▶ Exercise instructions: Spot each line in the data below containing "AuthCredentials" and copy it.

▶ Data excerpts:
◇ ◇ ◇ ◇ ◇

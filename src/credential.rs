//! Credential providers for gateway authentication
//!
//! A [`CredentialProvider`] hands the auth layer fresh credentials for each
//! request. Static credentials implement it directly. [`AzureCliCredential`]
//! obtains Entra ID tokens from a logged-in Azure CLI and caches them until
//! shortly before they expire.

use async_trait::async_trait;
use chrono::{DateTime, Local, NaiveDateTime, TimeZone, Utc};
use serde::Deserialize;
use tokio::{process::Command, sync::Mutex};

use crate::{layer::auth::AuthCredentials, protocol::error::AgentError};

/// Resource the gateway's Entra ID tokens are issued for
pub const COGNITIVE_SERVICES_RESOURCE: &str = "https://cognitiveservices.azure.com";

/// Tokens are refreshed this many minutes before they expire
const REFRESH_MARGIN_MINUTES: i64 = 5;

/// Source of credentials for outgoing requests
#[cfg_attr(test, mockall::automock)]
#[async_trait]
pub trait CredentialProvider: Send + Sync {
    /// Credentials to attach to the next request
    ///
    /// # Errors
    ///
    /// Returns [`AgentError::Credential`] if no credentials can be obtained
    async fn credentials(&self) -> Result<AuthCredentials, AgentError>;
}

#[async_trait]
impl CredentialProvider for AuthCredentials {
    async fn credentials(&self) -> Result<AuthCredentials, AgentError> {
        Ok(self.clone())
    }
}

#[derive(Debug, Clone)]
struct CachedToken {
    token: String,
    expires_at: DateTime<Utc>,
}

impl CachedToken {
    fn is_fresh(&self, now: DateTime<Utc>) -> bool {
        now + chrono::Duration::minutes(REFRESH_MARGIN_MINUTES) < self.expires_at
    }
}

/// Output of `az account get-access-token --output json`
#[derive(Debug, Deserialize)]
#[serde(rename_all = "camelCase")]
struct AzCliToken {
    access_token: String,

    /// Local time, e.g. `2025-01-01 12:00:00.000000`
    #[serde(default)]
    expires_on: Option<String>,

    /// Unix timestamp, reported by newer CLI versions
    #[serde(default, rename = "expires_on")]
    expires_on_unix: Option<i64>,
}

impl AzCliToken {
    fn expires_at(&self) -> DateTime<Utc> {
        self.expires_on_unix
            .and_then(|secs| DateTime::from_timestamp(secs, 0))
            .or_else(|| self.expires_on.as_deref().and_then(parse_local_expiry))
            .unwrap_or_else(Utc::now)
    }
}

fn parse_local_expiry(value: &str) -> Option<DateTime<Utc>> {
    let naive = NaiveDateTime::parse_from_str(value, "%Y-%m-%d %H:%M:%S%.f").ok()?;
    Local
        .from_local_datetime(&naive)
        .earliest()
        .map(|local| local.with_timezone(&Utc))
}

/// Entra ID tokens from the Azure CLI
///
/// Requires a prior `az login`. Tokens are cached and reused until five
/// minutes before expiry.
#[derive(Debug)]
pub struct AzureCliCredential {
    resource: String,
    cached: Mutex<Option<CachedToken>>,
}

impl AzureCliCredential {
    /// Create a credential for the Cognitive Services resource
    pub fn new() -> Self {
        Self::with_resource(COGNITIVE_SERVICES_RESOURCE)
    }

    /// Create a credential for a different resource
    pub fn with_resource(resource: impl Into<String>) -> Self {
        Self {
            resource: resource.into(),
            cached: Mutex::new(None),
        }
    }

    fn program() -> &'static str {
        if cfg!(windows) {
            "az.cmd"
        } else {
            "az"
        }
    }

    async fn fetch_token(&self) -> Result<CachedToken, AgentError> {
        tracing::debug!(resource = %self.resource, "requesting token from Azure CLI");

        let output = Command::new(Self::program())
            .args([
                "account",
                "get-access-token",
                "--resource",
                &self.resource,
                "--output",
                "json",
            ])
            .output()
            .await
            .map_err(|e| AgentError::Credential(format!("Failed to run Azure CLI: {}", e)))?;

        if !output.status.success() {
            let stderr = String::from_utf8_lossy(&output.stderr);
            return Err(AgentError::Credential(format!(
                "Azure CLI token request failed: {}",
                stderr.trim()
            )));
        }

        Self::parse_output(&output.stdout)
    }

    fn parse_output(stdout: &[u8]) -> Result<CachedToken, AgentError> {
        let token: AzCliToken = serde_json::from_slice(stdout).map_err(|e| {
            AgentError::Credential(format!("Unexpected Azure CLI output: {}", e))
        })?;

        if token.access_token.is_empty() {
            return Err(AgentError::Credential(
                "Azure CLI returned an empty access token".into(),
            ));
        }

        Ok(CachedToken {
            expires_at: token.expires_at(),
            token: token.access_token,
        })
    }
}

impl Default for AzureCliCredential {
    fn default() -> Self {
        Self::new()
    }
}

#[async_trait]
impl CredentialProvider for AzureCliCredential {
    async fn credentials(&self) -> Result<AuthCredentials, AgentError> {
        let mut cached = self.cached.lock().await;

        if let Some(token) = cached.as_ref().filter(|t| t.is_fresh(Utc::now())) {
            return Ok(AuthCredentials::bearer(token.token.clone()));
        }

        let token = self.fetch_token().await?;
        let credentials = AuthCredentials::bearer(token.token.clone());
        *cached = Some(token);

        Ok(credentials)
    }
}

◇ ◇ ◇ ◇ ◇

▶ Exercise response:
use crate::{layer::auth::AuthCredentials, protocol::error::AgentError};
    async fn credentials(&self) -> Result<AuthCredentials, AgentError>;
impl CredentialProvider for AuthCredentials {
    async fn credentials(&self) -> Result<AuthCredentials, AgentError> {
    async fn credentials(&self) -> Result<AuthCredentials, AgentError> {
            return Ok(AuthCredentials::bearer(token.token.clone()));
        let credentials = AuthCredentials::bearer(token.token.clone());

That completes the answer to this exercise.